As the centuries progress, these collections inevitably get more interesting. For one thing, perspective stops being considered the work of the devil, so things stop being quite so flat. Allegorical stories from other traditions likewise come into vogue even amongst the Christian devout, so that pictures of Greek gods (for example) start appearing. Portraiture becomes acceptable a little later, and unsurprisingly an interest in the quality of the art rises once people care whether or not a painting looks like Uncle Bart or just some random homunculus.

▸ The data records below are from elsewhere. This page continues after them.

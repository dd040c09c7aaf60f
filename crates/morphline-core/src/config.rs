//! Morphline documents and command parameters
//!
//! A document declares a list of named morphlines, each an ordered list of
//! command descriptors:
//!
//! ```yaml
//! morphlines:
//!   - id: p1
//!     importCommands: ["*"]
//!     commands:
//!       - generateUUID:
//!           headerName: id
//!       - logInfo:
//!           format: "got {}"
//!           args: ["@{id}"]
//! ```
//!
//! Override documents are layered on top of a base document before it is
//! validated; see [`Document::with_fallback`].

use std::collections::BTreeSet;

use serde_yaml::{Mapping, Value};

use crate::error::{Error, Result};

/// Key holding the list of morphlines
pub const MORPHLINES: &str = "morphlines";

/// Key holding a morphline's identifier
pub const ID: &str = "id";

/// Key holding a morphline's command descriptors
pub const COMMANDS: &str = "commands";

/// Key accepted for compatibility with classpath-scanning documents
pub const IMPORT_COMMANDS: &str = "importCommands";

/// A parsed morphline document
#[derive(Debug, Clone, PartialEq)]
pub struct Document {
    root: Value,
}

impl Document {
    /// Parse YAML text. Empty documents are compilation errors; syntax
    /// errors are parsing errors carrying the location.
    pub fn parse(source: &str) -> Result<Self> {
        let blank = source
            .lines()
            .map(str::trim)
            .all(|line| line.is_empty() || line.starts_with('#'));
        if blank {
            return Err(Error::compilation("Morphline document is empty", None));
        }
        let root: Value = serde_yaml::from_str(source)?;
        if root.is_null() {
            return Err(Error::compilation("Morphline document is empty", None));
        }
        Ok(Self { root })
    }

    /// Wrap an already-built YAML value
    pub fn from_value(root: Value) -> Self {
        Self { root }
    }

    /// The document root
    pub fn root(&self) -> &Value {
        &self.root
    }

    /// Layer this document over `fallback`: mappings merge key by key with
    /// this document winning, every other value is replaced wholesale.
    pub fn with_fallback(self, fallback: Document) -> Document {
        Document {
            root: merge(self.root, fallback.root),
        }
    }

    /// Check the overall shape of the document.
    pub fn validate(&self) -> Result<()> {
        self.morphlines().map(|_| ())
    }

    /// All morphlines declared by the document, in declaration order.
    pub fn morphlines(&self) -> Result<Vec<PipelineConfig>> {
        let root = self.root.as_mapping().ok_or_else(|| {
            Error::compilation(
                format!("Morphline document must be a mapping with a '{}' list", MORPHLINES),
                Some(&self.root),
            )
        })?;
        let list = match root.get(MORPHLINES) {
            Some(Value::Sequence(list)) => list,
            Some(other) => {
                return Err(Error::compilation(
                    format!("'{}' must be a list", MORPHLINES),
                    Some(other),
                ));
            }
            None => {
                return Err(Error::compilation(
                    format!("Missing '{}' list in morphline document", MORPHLINES),
                    Some(&self.root),
                ));
            }
        };
        list.iter().map(PipelineConfig::from_value).collect()
    }
}

fn merge(over: Value, base: Value) -> Value {
    match (over, base) {
        (Value::Mapping(over), Value::Mapping(mut base)) => {
            for (key, value) in over {
                let merged = match base.remove(&key) {
                    Some(existing) => merge(value, existing),
                    None => value,
                };
                base.insert(key, merged);
            }
            Value::Mapping(base)
        }
        (over, _) => over,
    }
}

/// One morphline selected from a document
#[derive(Debug, Clone, PartialEq)]
pub struct PipelineConfig {
    id: Option<String>,
    commands: Vec<Value>,
    raw: Value,
}

impl PipelineConfig {
    fn from_value(value: &Value) -> Result<Self> {
        let mapping = value
            .as_mapping()
            .ok_or_else(|| Error::compilation("Morphline must be a mapping", Some(value)))?;

        let id = match mapping.get(ID) {
            None | Some(Value::Null) => None,
            Some(id) => Some(scalar_to_string(id).ok_or_else(|| {
                Error::compilation("Morphline 'id' must be a scalar", Some(value))
            })?),
        };

        let commands = match mapping.get(COMMANDS) {
            None | Some(Value::Null) => Vec::new(),
            Some(Value::Sequence(list)) => list.clone(),
            Some(_) => {
                return Err(Error::compilation(
                    format!("Morphline '{}' must be a list", COMMANDS),
                    Some(value),
                ));
            }
        };
        for descriptor in &commands {
            command_name(descriptor)?;
        }

        Ok(Self {
            id,
            commands,
            raw: value.clone(),
        })
    }

    /// Morphline identifier, if declared
    pub fn id(&self) -> Option<&str> {
        self.id.as_deref()
    }

    /// Command descriptors in declaration order
    pub fn commands(&self) -> &[Value] {
        &self.commands
    }

    /// The morphline's configuration as written
    pub fn raw(&self) -> &Value {
        &self.raw
    }
}

/// Split a command descriptor (`{name: {params}}`) into its name and
/// parameters. Missing parameters are `null`, which every getter treats as
/// an empty mapping.
pub fn command_name(descriptor: &Value) -> Result<(&str, &Value)> {
    let invalid = || {
        Error::compilation(
            "Command descriptor must be a mapping with exactly one command name",
            Some(descriptor),
        )
    };
    let mapping = descriptor.as_mapping().ok_or_else(invalid)?;
    if mapping.len() != 1 {
        return Err(invalid());
    }
    let (name, params) = mapping.iter().next().ok_or_else(invalid)?;
    let name = name.as_str().ok_or_else(invalid)?;
    Ok((name, params))
}

fn scalar_to_string(value: &Value) -> Option<String> {
    match value {
        Value::String(s) => Some(s.clone()),
        Value::Number(n) => Some(n.to_string()),
        Value::Bool(b) => Some(b.to_string()),
        _ => None,
    }
}

/// Typed access to a command's parameters.
///
/// Every getter records the key it was asked for, so that builders can call
/// [`Configs::validate_arguments`] at the end and reject unknown parameters.
#[derive(Debug)]
pub struct Configs<'a> {
    config: &'a Value,
    recognized: BTreeSet<String>,
}

impl<'a> Configs<'a> {
    /// Wrap a command's parameter mapping
    pub fn new(config: &'a Value) -> Self {
        Self {
            config,
            recognized: BTreeSet::new(),
        }
    }

    /// The raw parameters, for error reporting
    pub fn config(&self) -> &'a Value {
        self.config
    }

    fn mapping(&self) -> Option<&'a Mapping> {
        self.config.as_mapping()
    }

    /// Look up a parameter and mark it as recognized.
    pub fn get_value(&mut self, key: &str) -> Option<&'a Value> {
        self.recognized.insert(key.to_string());
        self.mapping()
            .and_then(|m| m.get(key))
            .filter(|v| !v.is_null())
    }

    /// Whether the parameter is present (does not mark it as recognized).
    pub fn contains(&self, key: &str) -> bool {
        self.mapping()
            .and_then(|m| m.get(key))
            .is_some_and(|v| !v.is_null())
    }

    fn invalid(&self, key: &str, expected: &str) -> Error {
        Error::compilation(
            format!("Invalid value for parameter '{}': expected {}", key, expected),
            Some(self.config),
        )
    }

    /// Required string parameter.
    pub fn get_string(&mut self, key: &str) -> Result<String> {
        self.get_opt_string(key)?.ok_or_else(|| {
            Error::compilation(format!("Missing parameter '{}'", key), Some(self.config))
        })
    }

    /// Optional string parameter; scalars are converted to text.
    pub fn get_opt_string(&mut self, key: &str) -> Result<Option<String>> {
        match self.get_value(key) {
            None => Ok(None),
            Some(value) => scalar_to_string(value)
                .map(Some)
                .ok_or_else(|| self.invalid(key, "a string")),
        }
    }

    /// String parameter with a default.
    pub fn get_string_or(&mut self, key: &str, default: &str) -> Result<String> {
        Ok(self
            .get_opt_string(key)?
            .unwrap_or_else(|| default.to_string()))
    }

    /// Optional boolean parameter; accepts `true`/`false` strings as well.
    pub fn get_opt_bool(&mut self, key: &str) -> Result<Option<bool>> {
        match self.get_value(key) {
            None => Ok(None),
            Some(Value::Bool(b)) => Ok(Some(*b)),
            Some(Value::String(s)) if s.eq_ignore_ascii_case("true") => Ok(Some(true)),
            Some(Value::String(s)) if s.eq_ignore_ascii_case("false") => Ok(Some(false)),
            Some(_) => Err(self.invalid(key, "a boolean")),
        }
    }

    /// Boolean parameter with a default.
    pub fn get_bool_or(&mut self, key: &str, default: bool) -> Result<bool> {
        Ok(self.get_opt_bool(key)?.unwrap_or(default))
    }

    /// Integer parameter with a default.
    pub fn get_i64_or(&mut self, key: &str, default: i64) -> Result<i64> {
        match self.get_value(key) {
            None => Ok(default),
            Some(Value::Number(n)) => n.as_i64().ok_or_else(|| self.invalid(key, "an integer")),
            Some(Value::String(s)) => s
                .trim()
                .parse()
                .map_err(|_| self.invalid(key, "an integer")),
            Some(_) => Err(self.invalid(key, "an integer")),
        }
    }

    /// List of strings; a single scalar is treated as a one-element list and
    /// an absent parameter as an empty list.
    pub fn get_string_list(&mut self, key: &str) -> Result<Vec<String>> {
        match self.get_value(key) {
            None => Ok(Vec::new()),
            Some(Value::Sequence(items)) => items
                .iter()
                .map(|item| scalar_to_string(item).ok_or_else(|| self.invalid(key, "a list of strings")))
                .collect(),
            Some(value) => scalar_to_string(value)
                .map(|s| vec![s])
                .ok_or_else(|| self.invalid(key, "a list of strings")),
        }
    }

    /// Reject parameters that no getter asked for.
    pub fn validate_arguments(&self) -> Result<()> {
        let mapping = match self.config {
            Value::Null => return Ok(()),
            Value::Mapping(mapping) => mapping,
            _ => {
                return Err(Error::compilation(
                    "Command parameters must be a mapping",
                    Some(self.config),
                ));
            }
        };
        for key in mapping.keys() {
            let name = key.as_str().unwrap_or_default();
            if !self.recognized.contains(name) {
                let accepted: Vec<&str> = self.recognized.iter().map(String::as_str).collect();
                return Err(Error::compilation(
                    format!(
                        "Unrecognized command parameter '{}' (accepted: {})",
                        serde_yaml::to_string(key).unwrap_or_default().trim(),
                        accepted.join(", ")
                    ),
                    Some(self.config),
                ));
            }
        }
        Ok(())
    }
}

And all of these trends converge on pieces like this one by Raphael:
The collection in the Palazzo Barberini is largely comprised of donations from various Church fathers down the years, and so even in the 16th and 17th centuries you get more Biblical stories than a more random sampling. However, that does mean you’re more likely to get entries into our favorite art collection: Judiths!
After a day of art and wandering through the Forum, dinner was decidedly low-key. Lisa found a review for a cut-above trattoria called Li Rioni, which does many things well but specializes in Roman style pizza. One mushroom pizza and one diavola (spicy sausage, the default European equivalent to pepperoni) pizza later, we were ensconced in our cozy room once more, nibbling on ‘za and writing about the day; hi.
* Home Alone 2: Lost in New York is the reference/ joke being made here.